In a jury trial a judge reviews the evidence drawing the jury's attention to relevant areas** but leaves it up to the jury to make up their own minds as to which witnesses they believe and what weights they place on different items of evidence. A jury considers it and simply gives a verdict of guilty or not guilty with no explanation.
A Diplock judge reviewed the evidence and gave a reasoned verdict. The reasoning would go beyond any simple review. He would place on public record the sorts of considerations of fact that a jury would have kept in the jury room. I'm not sure whether, under the particular legislation of Diplock, this reasoning could be challenged in a higher court but in principle such a reasoned argument could be reviewed on appeal.
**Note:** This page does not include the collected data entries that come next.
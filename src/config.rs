//! Configuration management for the Genius plugin.
//!
//! This module provides a configuration system that supports:
//! - Command-line arguments via clap, with `serve` and `schema` subcommands
//! - Environment variables with `GENIUS_` prefix
//! - Defaults for all optional settings
//!
//! # Environment Variables
//!
//! - `GENIUS_HOST` - Server bind address (default: 0.0.0.0)
//! - `GENIUS_PORT` - Server port (default: 8000)
//! - `GENIUS_CREDENTIAL_MODE` - `per-request` or `fixed` (default: per-request)
//! - `GENIUS_ACCESS_TOKEN` - Genius token used in fixed mode
//! - `GENIUS_API_BASE_URL` - Developer API base (default: https://api.genius.com)
//! - `GENIUS_WEB_BASE_URL` - Web API base (default: https://genius.com/api)
//! - `GENIUS_WELL_KNOWN_DIR` - Manifest directory (default: .well-known)
//! - `GENIUS_ASSETS_DIR` - Static asset directory (default: assets)
//! - `GENIUS_CORS_ORIGINS` - Allowed CORS origins, comma-separated

use std::path::PathBuf;

use clap::{Args, Parser, Subcommand, ValueEnum};
use url::Url;

use crate::genius::{DEFAULT_API_BASE_URL, DEFAULT_WEB_BASE_URL};
use crate::server::{DEFAULT_ASSETS_DIR, DEFAULT_CORS_ORIGIN, DEFAULT_WELL_KNOWN_DIR};

// =============================================================================
// Default Values
// =============================================================================

/// Default server host.
pub const DEFAULT_HOST: &str = "0.0.0.0";

/// Default server port.
pub const DEFAULT_PORT: u16 = 8000;

// =============================================================================
// CLI Arguments
// =============================================================================

/// Genius Plugin - Lyrics, annotations and artist data for the assistant.
#[derive(Parser, Debug, Clone)]
#[command(name = "genius-plugin")]
#[command(author, version, about, long_about = None)]
pub struct Cli {
    #[command(subcommand)]
    pub command: Command,
}

impl Cli {
    pub fn into_command(self) -> Command {
        self.command
    }
}

#[derive(Subcommand, Debug, Clone)]
pub enum Command {
    /// Run the HTTP server.
    Serve(ServeConfig),

    /// Print the OpenAPI document and exit.
    Schema(SchemaConfig),
}

/// Where Genius credentials come from.
#[derive(ValueEnum, Debug, Clone, Copy, PartialEq, Eq, Default)]
pub enum CredentialMode {
    /// Each request carries its own bearer token.
    #[default]
    PerRequest,

    /// One configured token serves every request.
    Fixed,
}

#[derive(ValueEnum, Debug, Clone, Copy, PartialEq, Eq, Default)]
pub enum SchemaFormat {
    #[default]
    Yaml,
    Json,
}

/// Options for `genius-plugin serve`.
#[derive(Args, Debug, Clone)]
pub struct ServeConfig {
    // =========================================================================
    // Server Configuration
    // =========================================================================
    /// Host address to bind the server to.
    #[arg(long, default_value = DEFAULT_HOST, env = "GENIUS_HOST")]
    pub host: String,

    /// Port to listen on.
    #[arg(short, long, default_value_t = DEFAULT_PORT, env = "GENIUS_PORT")]
    pub port: u16,

    // =========================================================================
    // Credential Configuration
    // =========================================================================
    /// How requests obtain their Genius credential.
    #[arg(long, value_enum, default_value_t = CredentialMode::PerRequest, env = "GENIUS_CREDENTIAL_MODE")]
    pub credential_mode: CredentialMode,

    /// Genius access token shared by all requests (fixed mode only).
    #[arg(long, env = "GENIUS_ACCESS_TOKEN", hide_env_values = true)]
    pub access_token: Option<String>,

    // =========================================================================
    // Upstream Configuration
    // =========================================================================
    /// Base URL of the Genius developer API.
    #[arg(long, default_value = DEFAULT_API_BASE_URL, env = "GENIUS_API_BASE_URL")]
    pub api_base_url: String,

    /// Base URL of the Genius web API.
    #[arg(long, default_value = DEFAULT_WEB_BASE_URL, env = "GENIUS_WEB_BASE_URL")]
    pub web_base_url: String,

    // =========================================================================
    // Static Files
    // =========================================================================
    /// Directory served at /.well-known.
    #[arg(long, default_value = DEFAULT_WELL_KNOWN_DIR, env = "GENIUS_WELL_KNOWN_DIR")]
    pub well_known_dir: PathBuf,

    /// Directory served at /assets.
    #[arg(long, default_value = DEFAULT_ASSETS_DIR, env = "GENIUS_ASSETS_DIR")]
    pub assets_dir: PathBuf,

    // =========================================================================
    // CORS Configuration
    // =========================================================================
    /// Allowed CORS origins (comma-separated).
    #[arg(long, env = "GENIUS_CORS_ORIGINS", value_delimiter = ',', default_value = DEFAULT_CORS_ORIGIN)]
    pub cors_origins: Vec<String>,

    /// Also allow http://localhost:8000 for local testing.
    #[arg(long, default_value_t = false)]
    pub dev: bool,

    // =========================================================================
    // Logging Configuration
    // =========================================================================
    /// Enable verbose logging (debug level).
    #[arg(short, long, default_value_t = false)]
    pub verbose: bool,

    /// Disable request tracing.
    #[arg(long, default_value_t = false)]
    pub no_tracing: bool,
}

impl ServeConfig {
    /// Validate the configuration and return an error message if invalid.
    pub fn validate(&self) -> Result<(), String> {
        match (self.credential_mode, self.access_token.as_deref()) {
            (CredentialMode::Fixed, None | Some("")) => {
                return Err(
                    "Fixed credential mode requires a token. \
                     Set --access-token or GENIUS_ACCESS_TOKEN"
                        .to_string(),
                );
            }
            (CredentialMode::PerRequest, Some(token)) if !token.is_empty() => {
                return Err(
                    "An access token is configured but credential mode is per-request. \
                     Use --credential-mode=fixed or unset GENIUS_ACCESS_TOKEN"
                        .to_string(),
                );
            }
            _ => {}
        }

        for (name, value) in [
            ("api_base_url", &self.api_base_url),
            ("web_base_url", &self.web_base_url),
        ] {
            let url = Url::parse(value).map_err(|e| format!("{} is not a valid URL: {}", name, e))?;
            if !matches!(url.scheme(), "http" | "https") {
                return Err(format!("{} must use http or https", name));
            }
        }

        if self.cors_origins.iter().all(|origin| origin.trim().is_empty()) && !self.dev {
            return Err("At least one CORS origin is required".to_string());
        }

        Ok(())
    }

    /// Get the server bind address as "host:port".
    pub fn bind_address(&self) -> String {
        format!("{}:{}", self.host, self.port)
    }

    /// Configured origins with blanks removed.
    pub fn allowed_origins(&self) -> Vec<String> {
        self.cors_origins
            .iter()
            .map(|origin| origin.trim())
            .filter(|origin| !origin.is_empty())
            .map(str::to_string)
            .collect()
    }
}

/// Options for `genius-plugin schema`.
#[derive(Args, Debug, Clone)]
pub struct SchemaConfig {
    /// Output format.
    #[arg(long, value_enum, default_value_t = SchemaFormat::Yaml)]
    pub format: SchemaFormat,
}

// =============================================================================
// Tests
// =============================================================================
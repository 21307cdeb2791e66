//! Router configuration for the plugin API.
//!
//! This module defines the HTTP routes and applies middleware for the
//! credential gate, CORS and request tracing.
//!
//! # Route Structure
//!
//! ```text
//! /                       - Welcome / health check (public)
//! /.well-known/*          - Plugin manifest files (public)
//! /assets/*               - Static assets (public)
//! /lyrics ... /album-art  - Genius-backed endpoints (gated)
//! /openapi.yaml           - OpenAPI document as YAML (gated)
//! /openapi.json           - OpenAPI document as JSON (gated)
//! ```
//!
//! # Layer Order
//!
//! Outermost first: tracing, CORS, credential gate, routing. CORS sits outside
//! the gate so that browser preflights are answered without credentials.
//!
//! # Example
//!
//! ```ignore
//! use genius_plugin::genius::HttpGeniusConnector;
//! use genius_plugin::server::{create_router, CredentialStrategy, RouterConfig};
//!
//! let strategy = CredentialStrategy::per_request(HttpGeniusConnector::new()?);
//! let router = create_router(strategy, RouterConfig::new().with_dev_origin());
//!
//! let listener = tokio::net::TcpListener::bind("0.0.0.0:8000").await?;
//! axum::serve(listener, router).await?;
//! ```

use std::path::PathBuf;
use std::sync::Arc;

use axum::{middleware, routing::get, Router};
use http::HeaderValue;
use tower_http::cors::{AllowHeaders, AllowMethods, AllowOrigin, CorsLayer};
use tower_http::services::ServeDir;
use tower_http::trace::TraceLayer;
use tracing::warn;

use super::auth::{credential_gate, CredentialStrategy, ASSETS_PREFIX, MANIFEST_PREFIX};
use super::handlers::{
    album_art_handler, album_id_by_song_handler, album_id_handler, album_metadata_handler,
    album_tracks_handler, annotations_handler, artist_id_handler, artist_metadata_handler,
    artist_top_songs_handler, comments_handler, find_by_lyrics_handler, lyrics_handler,
    metadata_handler, openapi_json_handler, openapi_yaml_handler, welcome_handler, AppState,
};
use crate::genius::GeniusConnector;

/// Origin of the assistant web client.
pub const DEFAULT_CORS_ORIGIN: &str = "https://chat.openai.com";

/// Extra origin allowed in development mode.
pub const DEV_CORS_ORIGIN: &str = "http://localhost:8000";

/// Default directory holding `ai-plugin.json`.
pub const DEFAULT_WELL_KNOWN_DIR: &str = ".well-known";

/// Default directory holding static assets.
pub const DEFAULT_ASSETS_DIR: &str = "assets";

// =============================================================================
// Router Configuration
// =============================================================================

/// Configuration for the HTTP router.
#[derive(Debug, Clone)]
pub struct RouterConfig {
    /// Origins allowed to make credentialed cross-origin requests
    pub cors_origins: Vec<String>,

    /// Directory mounted at `/.well-known`
    pub well_known_dir: PathBuf,

    /// Directory mounted at `/assets`
    pub assets_dir: PathBuf,

    /// Whether to enable request tracing
    pub enable_tracing: bool,
}

impl RouterConfig {
    /// Create a router configuration with production defaults.
    ///
    /// By default:
    /// - CORS allows only `https://chat.openai.com`
    /// - Static files come from `.well-known` and `assets` in the working directory
    /// - Tracing is enabled
    pub fn new() -> Self {
        Self {
            cors_origins: vec![DEFAULT_CORS_ORIGIN.to_string()],
            well_known_dir: PathBuf::from(DEFAULT_WELL_KNOWN_DIR),
            assets_dir: PathBuf::from(DEFAULT_ASSETS_DIR),
            enable_tracing: true,
        }
    }

    /// Replace the allowed CORS origins.
    pub fn with_cors_origins(mut self, origins: Vec<String>) -> Self {
        self.cors_origins = origins;
        self
    }

    /// Also allow the local development origin.
    pub fn with_dev_origin(mut self) -> Self {
        if !self.cors_origins.iter().any(|o| o == DEV_CORS_ORIGIN) {
            self.cors_origins.push(DEV_CORS_ORIGIN.to_string());
        }
        self
    }

    /// Set the directory served at `/.well-known`.
    pub fn with_well_known_dir(mut self, dir: impl Into<PathBuf>) -> Self {
        self.well_known_dir = dir.into();
        self
    }

    /// Set the directory served at `/assets`.
    pub fn with_assets_dir(mut self, dir: impl Into<PathBuf>) -> Self {
        self.assets_dir = dir.into();
        self
    }

    /// Enable or disable request tracing.
    pub fn with_tracing(mut self, enabled: bool) -> Self {
        self.enable_tracing = enabled;
        self
    }
}

impl Default for RouterConfig {
    fn default() -> Self {
        Self::new()
    }
}

// =============================================================================
// Router Builder
// =============================================================================

/// Create the main application router.
///
/// # Arguments
///
/// * `strategy` - How each request obtains its Genius client
/// * `config` - Router configuration
///
/// # Returns
///
/// A configured Axum router ready to be served.
pub fn create_router<C>(strategy: CredentialStrategy<C>, config: RouterConfig) -> Router
where
    C: GeniusConnector + 'static,
{
    let app_state = AppState::default();
    let strategy = Arc::new(strategy);
    let cors = build_cors_layer(&config);

    let router = api_routes::<C>(app_state)
        .nest_service(MANIFEST_PREFIX, ServeDir::new(&config.well_known_dir))
        .nest_service(ASSETS_PREFIX, ServeDir::new(&config.assets_dir))
        .layer(middleware::from_fn_with_state(
            strategy,
            credential_gate::<C>,
        ))
        .layer(cors);

    if config.enable_tracing {
        router.layer(TraceLayer::new_for_http())
    } else {
        router
    }
}

/// Routes served by handlers, all bound to the connector's client type.
fn api_routes<C>(app_state: AppState) -> Router
where
    C: GeniusConnector + 'static,
{
    Router::new()
        .route("/", get(welcome_handler))
        .route("/lyrics", get(lyrics_handler::<C::Client>))
        .route("/annotations", get(annotations_handler::<C::Client>))
        .route("/comments", get(comments_handler::<C::Client>))
        .route("/metadata", get(metadata_handler::<C::Client>))
        .route("/find-by-lyrics", get(find_by_lyrics_handler::<C::Client>))
        .route("/artist-id", get(artist_id_handler::<C::Client>))
        .route("/artist-metadata", get(artist_metadata_handler::<C::Client>))
        .route("/artist-top-songs", get(artist_top_songs_handler::<C::Client>))
        .route("/album-id", get(album_id_handler::<C::Client>))
        .route("/album-metadata", get(album_metadata_handler::<C::Client>))
        .route("/album-tracks", get(album_tracks_handler::<C::Client>))
        .route("/album-art", get(album_art_handler::<C::Client>))
        .route("/album-id-by-song", get(album_id_by_song_handler::<C::Client>))
        .route("/openapi.yaml", get(openapi_yaml_handler))
        .route("/openapi.json", get(openapi_json_handler))
        .with_state(app_state)
}

/// Build the CORS layer based on configuration.
///
/// Listed origins may send credentials with any method and any headers.
fn build_cors_layer(config: &RouterConfig) -> CorsLayer {
    let origins: Vec<HeaderValue> = config
        .cors_origins
        .iter()
        .filter_map(|origin| match origin.parse() {
            Ok(value) => Some(value),
            Err(_) => {
                warn!("Ignoring invalid CORS origin: {}", origin);
                None
            }
        })
        .collect();

    CorsLayer::new()
        .allow_origin(AllowOrigin::list(origins))
        .allow_methods(AllowMethods::mirror_request())
        .allow_headers(AllowHeaders::mirror_request())
        .allow_credentials(true)
}

// =============================================================================
// Tests
// =============================================================================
This seems to me a basis for a court which could decide technical cases. The judge would sit without jury and give a reasoned verdict combining technical and legal issues. In order to assist the judge the court would be able to appoint one or more lay(in the legal sense) technical advisors*** to sit on the bench with the judge, hear evidence and legal arguments and, like the judge, question witnesses and lawyers. They would then assist the judge in formulating a reasoned verdict. Parties would be able to appeal the verdict on the basis of both the technical and legal reasoning.
* The Republic of Ireland also had non-jury court but the bench consisted of three members. AFAIK these were two judges of different rank and a magistrate.
** Judges have been known to try to lead juries to specific verdicts and juries have been known to ignore this.
*** This raises the question of where such advisors might be found. The advisor(s) would ideally to be acceptable to both parties and one possibility might be to have the parties draw up an agreed panel of advisors. If they were unable to agree the judge might then choose his own, either from a balanced choice of the two parties nominees, from submitters of amicus curae briefs or from his own research. In the longer run it's likely that a panel of available experts would emerge to serve as advisors with a formal appointment process.